TSM-10.1: HLIR – Homoiconic, High-Level Intermediate Representation

HLIR is an extremely simple yet powerful syntax for representing low-level instructions in a homoiconic form. It represents a novel synthesis in compiler design by bridging the gap between human and machine representations of programs. By combining monadic composition with homoiconic structure, HLIR allows developers to express computational intent with minimal syntax while maintaining direct mappings to MLIR’s powerful optimization framework.

This marriage of high-level semantics with low-level compilation produces a uniquely ergonomic intermediate representation – one where code is data, transformations are first-class citizens, and optimization becomes natural rather than imposed. The result is a language that is both easy for humans to reason about and efficient for compilers to transform, potentially setting a new standard for intermediate representations in modern compiler design.

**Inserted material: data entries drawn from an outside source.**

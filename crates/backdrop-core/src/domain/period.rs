//! Period - the interval between two cycles.
//!
//! Grammar: `<positive integer><unit>`, unit one of `s`, `m`, `h`.
//! - a non-numeric or non-positive magnitude is coerced to `1`
//! - an unknown unit falls back to minutes
//! - only an empty string is rejected

use std::fmt;
use std::time::Duration;

use serde::{Deserialize, Serialize};

#[derive(Debug, Clone, PartialEq, Eq, thiserror::Error)]
pub enum PeriodError {
    #[error("period is empty")]
    Empty,

    #[error("period {0:?} is too large")]
    OutOfRange(String),
}

#[derive(Debug, Clone, PartialEq, Eq, Serialize, Deserialize)]
#[serde(transparent)]
pub struct Period(String);

impl Period {
    pub fn new(value: impl Into<String>) -> Self {
        Self(value.into())
    }

    pub fn as_str(&self) -> &str {
        &self.0
    }

    pub fn to_duration(&self) -> Result<Duration, PeriodError> {
        let value = self.0.trim();
        let Some(unit) = value.chars().last() else {
            return Err(PeriodError::Empty);
        };

        let magnitude = value[..value.len() - unit.len_utf8()]
            .trim()
            .parse::<i64>()
            .ok()
            .filter(|n| *n > 0)
            .unwrap_or(1) as u64;

        let scale = match unit {
            'h' => 60 * 60,
            's' => 1,
            _ => 60,
        };

        magnitude
            .checked_mul(scale)
            .map(Duration::from_secs)
            .ok_or_else(|| PeriodError::OutOfRange(self.0.clone()))
    }
}

impl Default for Period {
    fn default() -> Self {
        Self::new("1m")
    }
}

impl fmt::Display for Period {
    fn fmt(&self, f: &mut fmt::Formatter<'_>) -> fmt::Result {
        f.write_str(&self.0)
    }
}

impl From<&str> for Period {
    fn from(value: &str) -> Self {
        Self::new(value)
    }
}
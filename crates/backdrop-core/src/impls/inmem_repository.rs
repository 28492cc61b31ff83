//! InMemoryRepository - non-durable history for development and tests.

use async_trait::async_trait;
use tokio::sync::Mutex;

use crate::domain::{Artifact, ArtifactId};
use crate::ports::{Repository, RepositoryError};

#[derive(Default)]
struct State {
    rows: Vec<Artifact>,
    next_id: i64,
}

/// InMemoryRepository keeps rows in insertion order behind a tokio `Mutex`.
#[derive(Default)]
pub struct InMemoryRepository {
    state: Mutex<State>,
}

impl InMemoryRepository {
    pub fn new() -> Self {
        Self::default()
    }

    pub async fn len(&self) -> usize {
        self.state.lock().await.rows.len()
    }

    pub async fn is_empty(&self) -> bool {
        self.len().await == 0
    }
}

#[async_trait]
impl Repository for InMemoryRepository {
    async fn add(&self, artifact: &Artifact) -> Result<ArtifactId, RepositoryError> {
        let mut state = self.state.lock().await;
        state.next_id += 1;
        let id = ArtifactId::new(state.next_id);

        let mut row = artifact.clone();
        row.id = id;
        row.bytes = Vec::new();
        state.rows.push(row);
        Ok(id)
    }

    async fn list(&self) -> Result<Vec<Artifact>, RepositoryError> {
        let state = self.state.lock().await;
        let mut rows = state.rows.clone();
        rows.sort_by(|a, b| b.fetched_at.cmp(&a.fetched_at).then(b.id.cmp(&a.id)));
        Ok(rows)
    }

    async fn get(&self, id: ArtifactId) -> Result<Option<Artifact>, RepositoryError> {
        let state = self.state.lock().await;
        Ok(state.rows.iter().find(|row| row.id == id).cloned())
    }

    async fn exists(&self, origin: &str) -> Result<bool, RepositoryError> {
        let state = self.state.lock().await;
        Ok(state.rows.iter().any(|row| row.origin == origin))
    }

    async fn clear_all(&self) -> Result<(), RepositoryError> {
        self.state.lock().await.rows.clear();
        Ok(())
    }
}
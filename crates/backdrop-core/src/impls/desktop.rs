//! Desktop appliers - set the background by shelling out to the desktop's own tooling.
//!
//! # Resolution
//! - Only Linux is supported
//! - `XDG_CURRENT_DESKTOP` is a colon-separated list, matched case-insensitively
//! - An explicit `desktop` setting skips detection
//! - Anything unrecognised is `ApplyError::UnsupportedEnvironment`; there is no fallback target

use std::fmt;
use std::path::{Path, PathBuf};

use async_trait::async_trait;
use tokio::process::Command;
use tracing::{debug, info, warn};

use crate::domain::Artifact;
use crate::ports::{Applier, ApplyError};

const GNOME_SCHEMA: &str = "org.gnome.desktop.background";

const PLASMA_SCRIPT: &str = r#"var allDesktops = desktops();
for (var i = 0; i < allDesktops.length; i++) {
    var d = allDesktops[i];
    d.wallpaperPlugin = "org.kde.image";
    d.currentConfigGroup = Array("Wallpaper", "org.kde.image", "General");
    d.writeConfig("Image", "file://%PATH%");
}"#;

#[derive(Debug, Clone, Copy, PartialEq, Eq, Hash)]
pub enum DesktopTarget {
    Gnome,
    Plasma,
}

impl DesktopTarget {
    pub fn name(self) -> &'static str {
        match self {
            DesktopTarget::Gnome => "gnome",
            DesktopTarget::Plasma => "plasma",
        }
    }

    /// Parse a configured target name.
    pub fn parse(name: &str) -> Result<Self, ApplyError> {
        match name.trim().to_ascii_lowercase().as_str() {
            "gnome" => Ok(DesktopTarget::Gnome),
            "plasma" | "kde" => Ok(DesktopTarget::Plasma),
            other => Err(ApplyError::UnsupportedEnvironment(format!(
                "unknown desktop {other:?} (expected gnome or plasma)"
            ))),
        }
    }

    /// Detect the target from the OS name and the `XDG_CURRENT_DESKTOP` value.
    pub fn detect(os: &str, current_desktop: Option<&str>) -> Result<Self, ApplyError> {
        if os != "linux" {
            return Err(ApplyError::UnsupportedEnvironment(format!(
                "operating system {os} is not supported"
            )));
        }
        let Some(current_desktop) = current_desktop.filter(|v| !v.trim().is_empty()) else {
            return Err(ApplyError::UnsupportedEnvironment(
                "XDG_CURRENT_DESKTOP is not set".to_string(),
            ));
        };

        current_desktop
            .split(':')
            .map(|part| part.trim().to_ascii_lowercase())
            .find_map(|part| match part.as_str() {
                "gnome" | "unity" => Some(DesktopTarget::Gnome),
                "kde" => Some(DesktopTarget::Plasma),
                _ => None,
            })
            .ok_or_else(|| {
                ApplyError::UnsupportedEnvironment(format!(
                    "desktop environment {current_desktop:?} is not supported"
                ))
            })
    }

    pub fn from_env() -> Result<Self, ApplyError> {
        let current = std::env::var("XDG_CURRENT_DESKTOP").ok();
        Self::detect(std::env::consts::OS, current.as_deref())
    }

    /// Commands that make `image` the background, in execution order.
    pub fn invocations(self, image: &Path) -> Vec<Invocation> {
        let uri = format!("file://{}", image.display());
        match self {
            DesktopTarget::Gnome => vec![
                Invocation::required("gsettings", ["set", GNOME_SCHEMA, "picture-uri", uri.as_str()]),
                // only exists on GNOME 42+
                Invocation::optional("gsettings", ["set", GNOME_SCHEMA, "picture-uri-dark", uri.as_str()]),
            ],
            DesktopTarget::Plasma => {
                let script = PLASMA_SCRIPT.replace("%PATH%", &js_escape(&image.display().to_string()));
                vec![Invocation::required(
                    "qdbus",
                    ["org.kde.plasmashell", "/PlasmaShell", "evaluateScript", script.as_str()],
                )]
            }
        }
    }
}

/// Escape for a double-quoted JavaScript string literal.
fn js_escape(raw: &str) -> String {
    let mut escaped = String::with_capacity(raw.len());
    for c in raw.chars() {
        match c {
            '\\' => escaped.push_str("\\\\"),
            '"' => escaped.push_str("\\\""),
            '\n' => escaped.push_str("\\n"),
            '\r' => escaped.push_str("\\r"),
            other => escaped.push(other),
        }
    }
    escaped
}

impl fmt::Display for DesktopTarget {
    fn fmt(&self, f: &mut fmt::Formatter<'_>) -> fmt::Result {
        f.write_str(self.name())
    }
}

/// One external command.
#[derive(Debug, Clone, PartialEq, Eq)]
pub struct Invocation {
    pub program: String,
    pub args: Vec<String>,
    /// A failing optional invocation is logged and ignored.
    pub required: bool,
}

impl Invocation {
    pub fn required<const N: usize>(program: &str, args: [&str; N]) -> Self {
        Self {
            program: program.to_string(),
            args: args.iter().map(|a| a.to_string()).collect(),
            required: true,
        }
    }

    pub fn optional<const N: usize>(program: &str, args: [&str; N]) -> Self {
        Self {
            required: false,
            ..Self::required(program, args)
        }
    }

    /// Run to completion; a launch failure or non-zero exit is an error.
    pub async fn run(&self) -> Result<(), ApplyError> {
        debug!(program = %self.program, args = ?self.args, "running applier command");
        let output = Command::new(&self.program)
            .args(&self.args)
            .kill_on_drop(true)
            .output()
            .await
            .map_err(|source| ApplyError::Launch {
                program: self.program.clone(),
                source,
            })?;

        let stdout = String::from_utf8_lossy(&output.stdout);
        if !stdout.trim().is_empty() {
            debug!(program = %self.program, stdout = %stdout.trim(), "command output");
        }
        let stderr = String::from_utf8_lossy(&output.stderr).trim().to_string();

        if !output.status.success() {
            return Err(ApplyError::Exit {
                program: self.program.clone(),
                status: output.status.to_string(),
                stderr,
            });
        }
        if !stderr.is_empty() {
            debug!(program = %self.program, stderr = %stderr, "command stderr");
        }
        Ok(())
    }
}

/// Applier that runs the target's invocations against the artifact's on-disk path.
pub struct CommandApplier {
    target: DesktopTarget,
    cache_dir: PathBuf,
}

impl CommandApplier {
    pub fn new(target: DesktopTarget, cache_dir: impl Into<PathBuf>) -> Self {
        Self {
            target,
            cache_dir: cache_dir.into(),
        }
    }

    pub fn desktop(&self) -> DesktopTarget {
        self.target
    }
}

#[async_trait]
impl Applier for CommandApplier {
    fn target(&self) -> &str {
        self.target.name()
    }

    async fn apply(&self, artifact: &Artifact) -> Result<(), ApplyError> {
        let image = artifact.local_path(&self.cache_dir);
        for invocation in self.target.invocations(&image) {
            match invocation.run().await {
                Ok(()) => {}
                Err(e) if !invocation.required => {
                    warn!(desktop = %self.target, error = %e, "optional applier command failed");
                }
                Err(e) => return Err(e),
            }
        }
        info!(desktop = %self.target, path = %image.display(), title = %artifact.title, "background applied");
        Ok(())
    }
}

/// Pick the applier: an explicit `desktop` name wins over environment detection.
pub fn resolve_applier(
    desktop: Option<&str>,
    cache_dir: impl Into<PathBuf>,
) -> Result<CommandApplier, ApplyError> {
    let target = match desktop.filter(|d| !d.trim().is_empty()) {
        Some(name) => DesktopTarget::parse(name)?,
        None => DesktopTarget::from_env()?,
    };
    info!(desktop = %target, "resolved desktop target");
    Ok(CommandApplier::new(target, cache_dir))
}
//! Clock port - time source abstraction.
//!
//! Providers stamp `fetched_at` from a `Clock`, which keeps eviction
//! ordering deterministic in tests.

use std::sync::{Mutex, PoisonError};

use chrono::{DateTime, Duration, Utc};

/// Clock provides the current time.
pub trait Clock: Send + Sync {
    fn now(&self) -> DateTime<Utc>;
}

/// Wall clock.
#[derive(Debug, Clone, Copy, Default)]
pub struct SystemClock;

impl Clock for SystemClock {
    fn now(&self) -> DateTime<Utc> {
        Utc::now()
    }
}

/// Manually driven clock for tests.
#[derive(Debug)]
pub struct FixedClock {
    now: Mutex<DateTime<Utc>>,
}

impl FixedClock {
    pub fn new(now: DateTime<Utc>) -> Self {
        Self {
            now: Mutex::new(now),
        }
    }

    pub fn set(&self, now: DateTime<Utc>) {
        *self.now.lock().unwrap_or_else(PoisonError::into_inner) = now;
    }

    pub fn advance(&self, by: Duration) {
        let mut now = self.now.lock().unwrap_or_else(PoisonError::into_inner);
        *now += by;
    }
}

impl Clock for FixedClock {
    fn now(&self) -> DateTime<Utc> {
        *self.now.lock().unwrap_or_else(PoisonError::into_inner)
    }
}
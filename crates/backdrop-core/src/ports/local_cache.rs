//! LocalCache port - bounded on-disk store of artifact bytes.
//!
//! # Design
//! - One flat directory, one file per artifact `filename`
//! - Bounded by file count; `limit == 0` means unlimited
//! - Eviction order comes from repository history (oldest first)
//! - Files unknown to history are never deleted

use std::io;
use std::path::{Path, PathBuf};

use async_trait::async_trait;

use crate::ports::RepositoryError;

#[derive(Debug, thiserror::Error)]
pub enum CacheError {
    #[error("create directory {}: {source}", .path.display())]
    CreateDir { path: PathBuf, source: io::Error },

    #[error("{} is not a directory", .0.display())]
    NotADirectory(PathBuf),

    #[error("write {}: {source}", .path.display())]
    Write { path: PathBuf, source: io::Error },

    #[error("list {}: {source}", .path.display())]
    List { path: PathBuf, source: io::Error },

    #[error("remove {}: {source}", .path.display())]
    Remove { path: PathBuf, source: io::Error },

    #[error("invalid filename {0:?}")]
    InvalidFilename(String),

    #[error("read history: {0}")]
    History(#[from] RepositoryError),
}

/// Outcome of one `clean_up` pass.
#[derive(Debug, Clone, Default, PartialEq, Eq)]
pub struct CleanUpReport {
    /// Files in the directory before the pass.
    pub before: usize,
    /// Files left after the pass.
    pub after: usize,
    /// Filenames deleted, oldest first.
    pub removed: Vec<String>,
    /// Files skipped because history does not know them.
    pub orphans: usize,
}

#[async_trait]
pub trait LocalCache: Send + Sync {
    fn directory(&self) -> &Path;

    /// Maximum number of files kept after `clean_up`. `0` disables eviction.
    fn limit(&self) -> usize;

    /// Write `bytes` to `directory/filename`, creating the directory if needed.
    async fn save(&self, filename: &str, bytes: &[u8]) -> Result<PathBuf, CacheError>;

    /// Delete the oldest known files until the count is at or below `limit`.
    async fn clean_up(&self) -> Result<CleanUpReport, CacheError>;
}
//! SimpleDesktopsGallery - `Gallery` over http://simpledesktops.com.
//!
//! Listing pages live at `/browse/{n}`. Each `.desktops .edge` block links
//! to a detail page whose `.desktop-detail` block links to the full image.
//! The markup is scanned with a handful of regexes; no DOM is built.

use std::path::Path;
use std::sync::LazyLock;
use std::time::Duration;

use async_trait::async_trait;
use regex::Regex;
use tracing::debug;
use ulid::Ulid;

use crate::impls::remote::{Download, FetchError, Gallery, GalleryEntry};
use crate::ports::ProviderError;

pub const PROVIDER_NAME: &str = "simpledesktops";
pub const DEFAULT_BASE_URL: &str = "http://simpledesktops.com";
const UNKNOWN_AUTHOR: &str = "Unknown";

static EDGE_BLOCK: LazyLock<Regex> = LazyLock::new(|| {
    Regex::new(r#"<div[^>]*class="[^"]*\bedge\b[^"]*"[^>]*>"#).expect("edge block pattern")
});
static HREF: LazyLock<Regex> =
    LazyLock::new(|| Regex::new(r#"href="([^"]*)""#).expect("href pattern"));
static HEADING: LazyLock<Regex> =
    LazyLock::new(|| Regex::new(r"(?s)<h2[^>]*>(.*?)</h2>").expect("heading pattern"));
static CREATOR: LazyLock<Regex> = LazyLock::new(|| {
    Regex::new(r#"(?s)class="[^"]*\bcreator\b[^"]*"[^>]*>.*?<a[^>]*href="([^"]*)"[^>]*>(.*?)</a>"#)
        .expect("creator pattern")
});
static TAG: LazyLock<Regex> = LazyLock::new(|| Regex::new(r"<[^>]*>").expect("tag pattern"));

pub struct SimpleDesktopsGallery {
    client: reqwest::Client,
    base_url: String,
}

impl SimpleDesktopsGallery {
    pub fn new(request_timeout: Duration) -> Result<Self, ProviderError> {
        let client = reqwest::Client::builder()
            .timeout(request_timeout)
            .user_agent(concat!("backdrop/", env!("CARGO_PKG_VERSION")))
            .build()
            .map_err(|e| ProviderError::Client(e.to_string()))?;
        Ok(Self {
            client,
            base_url: DEFAULT_BASE_URL.to_string(),
        })
    }

    pub fn with_base_url(mut self, base_url: impl Into<String>) -> Self {
        self.base_url = base_url.into().trim_end_matches('/').to_string();
        self
    }

    fn absolute(&self, href: &str) -> String {
        if href.starts_with("http://") || href.starts_with("https://") {
            href.to_string()
        } else {
            format!("{}/{}", self.base_url, href.trim_start_matches('/'))
        }
    }

    async fn get(&self, url: &str) -> Result<reqwest::Response, FetchError> {
        let response = self
            .client
            .get(url)
            .send()
            .await
            .map_err(|e| FetchError::Request {
                url: url.to_string(),
                message: e.to_string(),
            })?;
        let status = response.status();
        if !status.is_success() {
            return Err(FetchError::Status {
                url: url.to_string(),
                status: status.as_u16(),
            });
        }
        Ok(response)
    }

    async fn get_text(&self, url: &str) -> Result<String, FetchError> {
        self.get(url)
            .await?
            .text()
            .await
            .map_err(|e| FetchError::Request {
                url: url.to_string(),
                message: e.to_string(),
            })
    }
}

#[async_trait]
impl Gallery for SimpleDesktopsGallery {
    fn name(&self) -> &'static str {
        PROVIDER_NAME
    }

    async fn list_page(&self, page: u32) -> Result<Vec<GalleryEntry>, FetchError> {
        let url = format!("{}/browse/{page}", self.base_url);
        debug!(url = %url, "fetching listing page");
        let html = self.get_text(&url).await?;
        Ok(parse_listing(&html)
            .into_iter()
            .map(|mut entry| {
                entry.page_url = self.absolute(&entry.page_url);
                entry
            })
            .collect())
    }

    async fn download(&self, entry: &GalleryEntry) -> Result<Download, FetchError> {
        let html = self.get_text(&entry.page_url).await?;
        let href = parse_image_link(&html).ok_or_else(|| FetchError::Parse {
            url: entry.page_url.clone(),
            message: "no image link in desktop-detail".to_string(),
        })?;
        let image_url = self.absolute(&href);
        debug!(url = %image_url, "downloading image");

        let response = self.get(&image_url).await?;
        let final_url = response.url().clone();
        let bytes = response.bytes().await.map_err(|e| FetchError::Request {
            url: image_url.clone(),
            message: e.to_string(),
        })?;
        if bytes.is_empty() {
            return Err(FetchError::Empty { url: image_url });
        }

        Ok(Download {
            filename: unique_filename(final_url.path()),
            bytes: bytes.to_vec(),
        })
    }
}

/// `{ulid}-{basename}`; the prefix keeps names unique inside the cache directory.
fn unique_filename(url_path: &str) -> String {
    let base = Path::new(url_path)
        .file_name()
        .and_then(|name| name.to_str())
        .filter(|name| !name.is_empty())
        .unwrap_or("image");
    format!("{}-{base}", Ulid::new())
}

/// Entries of a listing page, hrefs left as found.
fn parse_listing(html: &str) -> Vec<GalleryEntry> {
    let Some(start) = html.find("class=\"desktops") else {
        return Vec::new();
    };
    let listing = &html[start..];

    let starts: Vec<usize> = EDGE_BLOCK.find_iter(listing).map(|m| m.end()).collect();
    starts
        .iter()
        .enumerate()
        .filter_map(|(i, &from)| {
            let to = starts.get(i + 1).copied().unwrap_or(listing.len());
            parse_entry(&listing[from..to])
        })
        .collect()
}

fn parse_entry(block: &str) -> Option<GalleryEntry> {
    let page_url = HREF.captures(block)?.get(1)?.as_str().to_string();
    let title = HEADING
        .captures(block)
        .and_then(|c| c.get(1))
        .map(|m| text_of(m.as_str()))
        .unwrap_or_default();

    let (author, author_url) = match CREATOR.captures(block) {
        Some(c) => (
            c.get(2).map(|m| text_of(m.as_str())).unwrap_or_default(),
            c.get(1).map(|m| decode_entities(m.as_str())).unwrap_or_default(),
        ),
        None => (String::new(), String::new()),
    };
    let author = if author.is_empty() {
        UNKNOWN_AUTHOR.to_string()
    } else {
        author
    };

    Some(GalleryEntry {
        page_url: decode_entities(&page_url),
        title,
        author,
        author_url,
    })
}

fn parse_image_link(html: &str) -> Option<String> {
    let start = html.find("desktop-detail")?;
    let href = HREF.captures(&html[start..])?.get(1)?.as_str();
    (!href.is_empty()).then(|| decode_entities(href))
}

fn text_of(fragment: &str) -> String {
    decode_entities(TAG.replace_all(fragment, "").trim())
}

fn decode_entities(text: &str) -> String {
    text.replace("&lt;", "<")
        .replace("&gt;", ">")
        .replace("&quot;", "\"")
        .replace("&#39;", "'")
        .replace("&#x27;", "'")
        .replace("&amp;", "&")
}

In HLIR’s case, this shows up clearly in several design choices:

  • Parallel execution as a type hint: You express that parallelism is allowed, not how to parallelize
  • Map/reduce as core operations: You express the data transformation pattern, not the loop mechanics
  • Type inference: You express what values mean, not how they’re represented
  • Block-based structure: You express logical grouping, not control flow details

Key to this design in the PEACE Monad, which stands for Property, Enumerable, Action, Context, and Effect. Not only is it used for blocks (code), expressions (grouping), and lists (data), but it parses and evaluates the HLIR syntax itself. This allows for a simple and powerful representation of code that can be easily transformed into MLIR constructs.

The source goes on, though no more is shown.